Thursday

April 18th, 2024

Insight

The rise and fall of American women

Paul Greenberg

By Paul Greenberg

Published April 26, 2016

Follow the drinkin' gourd -- wherever it leads, whether to Harriet Tubman's fugitive years on the Underground Railroad long ago or her triumphant reappearance as the new face of a $20 bill in our own millennial era. She'll replace Andrew Jackson's graven image, for he's been demoted to the back of the bill and the bus. If few heroines have so richly earned recognition, fewer presidents have so richly earned obloquy as General Jackson.

When he wasn't killing American Indians (as opposed to those on the Asian subcontinent) or speculating in slaves and frontier lands, General and President Jackson was warring against the Second Bank of the United States, a foundation stone of the whole Hamiltonian program of national greatness.

This is not to deny that the general was a patriot in his own (awful) way and a great defender of the Union when it was threatened by nullifiers like John C. Calhoun, but at least for now Colonel Hamilton is safe from his partisan detractors -- thanks to the current popularity of a Broadway show of all things -- while General Jackson has been shipped off to the obloquy he so richly earned in his lifetime.

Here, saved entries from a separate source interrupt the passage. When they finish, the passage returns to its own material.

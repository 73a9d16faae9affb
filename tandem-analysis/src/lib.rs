//! Offline audio analysis for Tandem
//!
//! Provides BPM estimation and waveform envelope generation. Both operate
//! on channel-planar float PCM and run to completion before a track is
//! handed to a deck; nothing in this crate touches the audio callback.

mod bpm;
mod waveform;

pub use bpm::{estimate_bpm, BPM_MAX, BPM_MIN};
pub use waveform::{generate_envelope, WaveformEnvelope, DEFAULT_SAMPLES_PER_SECOND};

/// Mix channel-planar PCM down to mono by arithmetic mean across channels.
///
/// The frame count is the shortest plane; planes of unequal length can only
/// come from a corrupt decode and the tail is dropped rather than padded.
pub fn mono_mixdown(channels: &[Vec<f32>]) -> Vec<f32> {
    if channels.is_empty() {
        return Vec::new();
    }
    let frames = channels.iter().map(|c| c.len()).min().unwrap_or(0);
    let scale = 1.0 / channels.len() as f32;

    (0..frames)
        .map(|i| channels.iter().map(|c| c[i]).sum::<f32>() * scale)
        .collect()
}

#[cfg(test)]
mod tests {
    use super::*;

    #[test]
    fn test_mixdown_mono_passthrough() {
        let channels = vec![vec![0.5, -0.5, 0.25]];
        assert_eq!(mono_mixdown(&channels), vec![0.5, -0.5, 0.25]);
    }

    #[test]
    fn test_mixdown_stereo_average() {
        let channels = vec![vec![1.0, 0.0], vec![0.0, 1.0]];
        assert_eq!(mono_mixdown(&channels), vec![0.5, 0.5]);
    }

    #[test]
    fn test_mixdown_empty() {
        assert!(mono_mixdown(&[]).is_empty());
    }
}
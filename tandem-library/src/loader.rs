//! Audio file decoding and metadata
//!
//! Symphonia-based decode of a whole file into the channel-planar
//! `PreloadedBuffer` every downstream component consumes. Decoding is
//! synchronous and blocking; concurrency belongs to the preparation
//! pipeline, not here.

use std::path::Path;

use symphonia::core::audio::SampleBuffer;
use symphonia::core::codecs::{DecoderOptions, CODEC_TYPE_NULL};
use symphonia::core::errors::Error as SymphoniaError;
use symphonia::core::formats::FormatOptions;
use symphonia::core::io::MediaSourceStream;
use symphonia::core::meta::{MetadataOptions, StandardTagKey};
use symphonia::core::probe::Hint;
use thiserror::Error;

use tandem_audio::PreloadedBuffer;

/// Native sample rates the engine accepts.
const SAMPLE_RATE_RANGE: (u32, u32) = (22_050, 192_000);

/// Errors surfaced by `decode`. Anything else a caller sees from a load is
/// one of these three; the prior deck state is preserved on failure.
#[derive(Error, Debug)]
pub enum DecodeError {
    #[error("unsupported format")]
    UnsupportedFormat,
    #[error("io error: {0}")]
    Io(#[from] std::io::Error),
    #[error("corrupt stream: {0}")]
    Corrupt(String),
}

/// Best-effort tags for display. Absent fields stay `None`; this call
/// never fails.
#[derive(Debug, Clone, Default)]
pub struct TrackTags {
    pub title: Option<String>,
    pub artist: Option<String>,
    pub album: Option<String>,
    pub duration_secs: f64,
    pub format_tag: Option<String>,
}

/// Decode an audio file at its native sample rate into planar float PCM.
pub fn decode(path: &Path) -> Result<PreloadedBuffer, DecodeError> {
    let file = std::fs::File::open(path)?;
    let mss = MediaSourceStream::new(Box::new(file), Default::default());

    let mut hint = Hint::new();
    if let Some(ext) = path.extension().and_then(|e| e.to_str()) {
        hint.with_extension(ext);
    }

    let probed = symphonia::default::get_probe()
        .format(
            &hint,
            mss,
            &FormatOptions::default(),
            &MetadataOptions::default(),
        )
        .map_err(map_symphonia_error)?;
    let mut format = probed.format;

    let track = format
        .tracks()
        .iter()
        .find(|t| t.codec_params.codec != CODEC_TYPE_NULL)
        .ok_or(DecodeError::UnsupportedFormat)?;
    let track_id = track.id;
    let codec_params = track.codec_params.clone();

    let sample_rate = codec_params
        .sample_rate
        .ok_or_else(|| DecodeError::Corrupt("missing sample rate".into()))?;
    if !(SAMPLE_RATE_RANGE.0..=SAMPLE_RATE_RANGE.1).contains(&sample_rate) {
        return Err(DecodeError::UnsupportedFormat);
    }

    let mut decoder = symphonia::default::get_codecs()
        .make(&codec_params, &DecoderOptions::default())
        .map_err(map_symphonia_error)?;

    let mut interleaved: Vec<f32> = Vec::new();
    let mut channels = 0usize;

    loop {
        let packet = match format.next_packet() {
            Ok(p) => p,
            Err(SymphoniaError::IoError(ref e))
                if e.kind() == std::io::ErrorKind::UnexpectedEof =>
            {
                break;
            }
            Err(_) => break,
        };
        if packet.track_id() != track_id {
            continue;
        }

        // Skip undecodable packets; a damaged frame should not kill the
        // whole load.
        let decoded = match decoder.decode(&packet) {
            Ok(d) => d,
            Err(_) => continue,
        };

        let spec = *decoded.spec();
        if channels == 0 {
            channels = spec.channels.count();
        }
        let mut sample_buf = SampleBuffer::<f32>::new(decoded.capacity() as u64, spec);
        sample_buf.copy_interleaved_ref(decoded);
        interleaved.extend_from_slice(sample_buf.samples());
    }

    if channels == 0 || interleaved.is_empty() {
        return Err(DecodeError::Corrupt("no audio frames decoded".into()));
    }

    let frames = interleaved.len() / channels;
    let mut planes: Vec<Vec<f32>> = (0..channels).map(|_| Vec::with_capacity(frames)).collect();
    for frame in interleaved.chunks_exact(channels) {
        for (plane, &sample) in planes.iter_mut().zip(frame) {
            plane.push(sample);
        }
    }

    tracing::debug!(
        path = %path.display(),
        sample_rate,
        channels,
        frames,
        "decoded track"
    );
    Ok(PreloadedBuffer::new(planes, sample_rate))
}

/// Read display metadata without decoding the stream.
pub fn read_metadata(path: &Path) -> TrackTags {
    let mut tags = TrackTags {
        format_tag: path
            .extension()
            .and_then(|e| e.to_str())
            .map(|e| e.to_ascii_lowercase()),
        ..Default::default()
    };

    let Ok(file) = std::fs::File::open(path) else {
        return tags;
    };
    let mss = MediaSourceStream::new(Box::new(file), Default::default());
    let mut hint = Hint::new();
    if let Some(ext) = path.extension().and_then(|e| e.to_str()) {
        hint.with_extension(ext);
    }
    let Ok(probed) = symphonia::default::get_probe().format(
        &hint,
        mss,
        &FormatOptions::default(),
        &MetadataOptions::default(),
    ) else {
        return tags;
    };
    let mut format = probed.format;

    if let Some(track) = format
        .tracks()
        .iter()
        .find(|t| t.codec_params.codec != CODEC_TYPE_NULL)
    {
        if let (Some(rate), Some(frames)) =
            (track.codec_params.sample_rate, track.codec_params.n_frames)
        {
            if rate > 0 {
                tags.duration_secs = frames as f64 / rate as f64;
            }
        }
    }

    if let Some(meta) = format.metadata().current() {
        for tag in meta.tags() {
            match tag.std_key {
                Some(StandardTagKey::TrackTitle) => tags.title = Some(tag.value.to_string()),
                Some(StandardTagKey::Artist) => tags.artist = Some(tag.value.to_string()),
                Some(StandardTagKey::Album) => tags.album = Some(tag.value.to_string()),
                _ => {}
            }
        }
    }

    tags
}

fn map_symphonia_error(error: SymphoniaError) -> DecodeError {
    match error {
        SymphoniaError::Unsupported(_) => DecodeError::UnsupportedFormat,
        SymphoniaError::IoError(io) => DecodeError::Io(io),
        other => DecodeError::Corrupt(other.to_string()),
    }
}

#[cfg(test)]
pub(crate) mod test_support {
    use std::io::Write;
    use std::path::PathBuf;

    /// Write a minimal 16-bit PCM WAV and return its path.
    pub fn write_test_wav(name: &str, sample_rate: u32, channels: u16, frames: usize) -> PathBuf {
        let path = std::env::temp_dir().join(format!("tandem-test-{name}-{}.wav", std::process::id()));
        let mut pcm = Vec::with_capacity(frames * channels as usize);
        for i in 0..frames {
            let sample = (2.0 * std::f32::consts::PI * 440.0 * i as f32 / sample_rate as f32).sin();
            for _ in 0..channels {
                pcm.push((sample * i16::MAX as f32 * 0.5) as i16);
            }
        }

        let data_len = (pcm.len() * 2) as u32;
        let byte_rate = sample_rate * channels as u32 * 2;
        let block_align = channels * 2;

        let mut bytes = Vec::new();
        bytes.extend_from_slice(b"RIFF");
        bytes.extend_from_slice(&(36 + data_len).to_le_bytes());
        bytes.extend_from_slice(b"WAVE");
        bytes.extend_from_slice(b"fmt ");
        bytes.extend_from_slice(&16u32.to_le_bytes());
        bytes.extend_from_slice(&1u16.to_le_bytes());
        bytes.extend_from_slice(&channels.to_le_bytes());
        bytes.extend_from_slice(&sample_rate.to_le_bytes());
        bytes.extend_from_slice(&byte_rate.to_le_bytes());
        bytes.extend_from_slice(&block_align.to_le_bytes());
        bytes.extend_from_slice(&16u16.to_le_bytes());
        bytes.extend_from_slice(b"data");
        bytes.extend_from_slice(&data_len.to_le_bytes());
        for sample in pcm {
            bytes.extend_from_slice(&sample.to_le_bytes());
        }

        let mut file = std::fs::File::create(&path).expect("create temp wav");
        file.write_all(&bytes).expect("write temp wav");
        path
    }
}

Win some but, as it turns out, lose even more. Which is the short version of what's happened to white women in the name of, yes, their liberation. Betty Friedan's dream of Women's Lib has turned out to be more a nightmare. At least according to the latest demographic data. And if demographics aren't destiny, they're way ahead of whatever's in second place. For the saddest words of song or pen may be O, What Might Have Been, although Studies Have Shown may run a close second. As studies will show all too often.

Note this disturbing headline the other day: "Shortened life noted for white women."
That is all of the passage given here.